// src/resolver.rs

//! Reconcile available packages with installed ones
//!
//! Nothing here is cached: callers build the `AvailableIndex` and pass an
//! `InstalledSource` that queries eopkg afresh on every call.

use crate::error::Result;
use crate::packages::{InstalledSource, read_release};
use crate::repository::AvailableIndex;
use tracing::debug;

/// Available packages that are currently installed
///
/// Installed packages missing from `available` come from another origin
/// and are ignored.
pub fn filter_installed(
    available: &AvailableIndex,
    source: &dyn InstalledSource,
) -> Result<AvailableIndex> {
    let mut installed = AvailableIndex::new();
    for package in source.query_installed()? {
        let package = package?;
        if let Some(pspec) = available.get(&package.name) {
            installed.insert(package.name, pspec);
        }
    }
    Ok(installed)
}

/// Installed packages whose available release is strictly newer
pub fn filter_outdated(
    available: &AvailableIndex,
    source: &dyn InstalledSource,
) -> Result<AvailableIndex> {
    let mut outdated = AvailableIndex::new();
    for package in source.query_installed()? {
        let package = package?;
        let Some(pspec) = available.get(&package.name) else {
            continue;
        };

        let latest = read_release(pspec)?;
        if latest > package.release {
            debug!(
                "{} is outdated: installed {}, available {}",
                package.name, package.release, latest
            );
            outdated.insert(package.name, pspec);
        }
    }
    Ok(outdated)
}

/// Look up requested package names, failing on the first unknown one
pub fn resolve_names<I, S>(requested: I, available: &AvailableIndex) -> Result<AvailableIndex>
where
    I: IntoIterator<Item = S>,
    S: AsRef<str>,
{
    let mut resolved = AvailableIndex::new();
    for name in requested {
        let name = name.as_ref().trim();
        let pspec = available.lookup(name)?;
        resolved.insert(name, pspec);
    }
    Ok(resolved)
}

#[cfg(test)]
mod tests {
    use super::*;
    use crate::error::Error;
    use crate::packages::InstalledPackage;
    use crate::packages::traits::MockInstalledSource;
    use std::fs;
    use std::path::{Path, PathBuf};
    use tempfile::TempDir;

    fn write_pspec(root: &Path, name: &str, release: &str) -> PathBuf {
        let dir = root.join(name);
        fs::create_dir_all(&dir).unwrap();
        let path = dir.join("pspec.xml");
        fs::write(
            &path,
            format!(
                r#"<PISI><Source><Description>{name}</Description></Source><History><Update release="{release}"/></History></PISI>"#
            ),
        )
        .unwrap();
        path
    }

    fn installed(packages: &[(&str, u64)]) -> MockInstalledSource {
        let packages: Vec<InstalledPackage> = packages
            .iter()
            .map(|(name, release)| InstalledPackage::new(*name, *release))
            .collect();

        let mut source = MockInstalledSource::new();
        source
            .expect_query_installed()
            .returning(move || Ok(Box::new(packages.clone().into_iter().map(Ok::<_, Error>))));
        source
    }

    fn foo_index(release: &str) -> (TempDir, AvailableIndex) {
        let temp_dir = tempfile::tempdir().unwrap();
        let mut index = AvailableIndex::new();
        index.insert("foo", write_pspec(temp_dir.path(), "foo", release));
        (temp_dir, index)
    }

    #[test]
    fn test_same_release_is_not_outdated() {
        let (_temp, available) = foo_index("5");
        let source = installed(&[("foo", 5)]);

        assert!(filter_outdated(&available, &source).unwrap().is_empty());
    }

    #[test]
    fn test_older_installed_release_is_outdated() {
        let (_temp, available) = foo_index("5");
        let source = installed(&[("foo", 4)]);

        let outdated = filter_outdated(&available, &source).unwrap();
        assert_eq!(outdated, available);
    }

    #[test]
    fn test_newer_installed_release_is_not_outdated() {
        let (_temp, available) = foo_index("5");
        let source = installed(&[("foo", 6)]);

        assert!(filter_outdated(&available, &source).unwrap().is_empty());
    }

    #[test]
    fn test_untracked_installed_package_is_ignored() {
        let (_temp, available) = foo_index("5");
        let source = installed(&[("bar", 1)]);

        assert!(filter_installed(&available, &source).unwrap().is_empty());
        assert!(filter_outdated(&available, &source).unwrap().is_empty());
    }

    #[test]
    fn test_filter_installed_is_subset_of_available() {
        let temp_dir = tempfile::tempdir().unwrap();
        let mut available = AvailableIndex::new();
        for name in ["foo", "bar", "baz"] {
            available.insert(name, write_pspec(temp_dir.path(), name, "3"));
        }
        let source = installed(&[("bar", 3), ("qux", 1), ("foo", 1)]);

        let result = filter_installed(&available, &source).unwrap();

        assert_eq!(result.names().collect::<Vec<_>>(), vec!["bar", "foo"]);
        for (name, pspec) in result.iter() {
            assert_eq!(available.get(name), Some(pspec));
        }

        let outdated = filter_outdated(&available, &source).unwrap();
        assert_eq!(outdated.names().collect::<Vec<_>>(), vec!["foo"]);
        assert!(outdated.names().all(|name| result.contains(name)));
    }

    #[test]
    fn test_filters_are_repeatable() {
        let (_temp, available) = foo_index("5");
        let source = installed(&[("foo", 4)]);

        assert_eq!(
            filter_installed(&available, &source).unwrap(),
            filter_installed(&available, &source).unwrap()
        );
        assert_eq!(
            filter_outdated(&available, &source).unwrap(),
            filter_outdated(&available, &source).unwrap()
        );
    }

    #[test]
    fn test_filter_outdated_propagates_bad_release() {
        let (_temp, available) = foo_index("five");
        let source = installed(&[("foo", 4)]);

        assert!(matches!(
            filter_outdated(&available, &source),
            Err(Error::InvalidReleaseFormat { .. })
        ));
    }

    #[test]
    fn test_query_errors_propagate() {
        let (_temp, available) = foo_index("5");
        let mut source = MockInstalledSource::new();
        source.expect_query_installed().returning(|| {
            Ok(Box::new(std::iter::once(Err::<InstalledPackage, _>(
                Error::InvalidInstalledRelease {
                    package: "foo".to_string(),
                    value: "x".to_string(),
                },
            ))))
        });

        assert!(filter_installed(&available, &source).is_err());
    }

    #[test]
    fn test_resolve_names() {
        let (_temp, available) = foo_index("5");

        let empty: [&str; 0] = [];
        assert!(resolve_names(empty, &available).unwrap().is_empty());

        let resolved = resolve_names([" foo "], &available).unwrap();
        assert_eq!(resolved, available);
    }

    #[test]
    fn test_resolve_names_fails_on_first_missing() {
        let (_temp, available) = foo_index("5");

        let result = resolve_names(["foo", "missing", "other"], &available);
        assert!(matches!(result, Err(Error::PackageNotFound(name)) if name == "missing"));

        let result = resolve_names(["other", "foo", "missing"], &available);
        assert!(matches!(result, Err(Error::PackageNotFound(name)) if name == "other"));
    }
}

= = = = =

> [Your goal]: From the very first line of the data through the line with "let mut installed" in it, please reproduce each line exactly and output nothing more.

> [Output for this exercise]:
// src/resolver.rs

//! Reconcile available packages with installed ones
//!
//! Nothing here is cached: callers build the `AvailableIndex` and pass an
//! `InstalledSource` that queries eopkg afresh on every call.

use crate::error::Result;
use crate::packages::{InstalledSource, read_release};
use crate::repository::AvailableIndex;
use tracing::debug;

/// Available packages that are currently installed
///
/// Installed packages missing from `available` come from another origin
/// and are ignored.
pub fn filter_installed(
    available: &AvailableIndex,
    source: &dyn InstalledSource,
) -> Result<AvailableIndex> {
    let mut installed = AvailableIndex::new();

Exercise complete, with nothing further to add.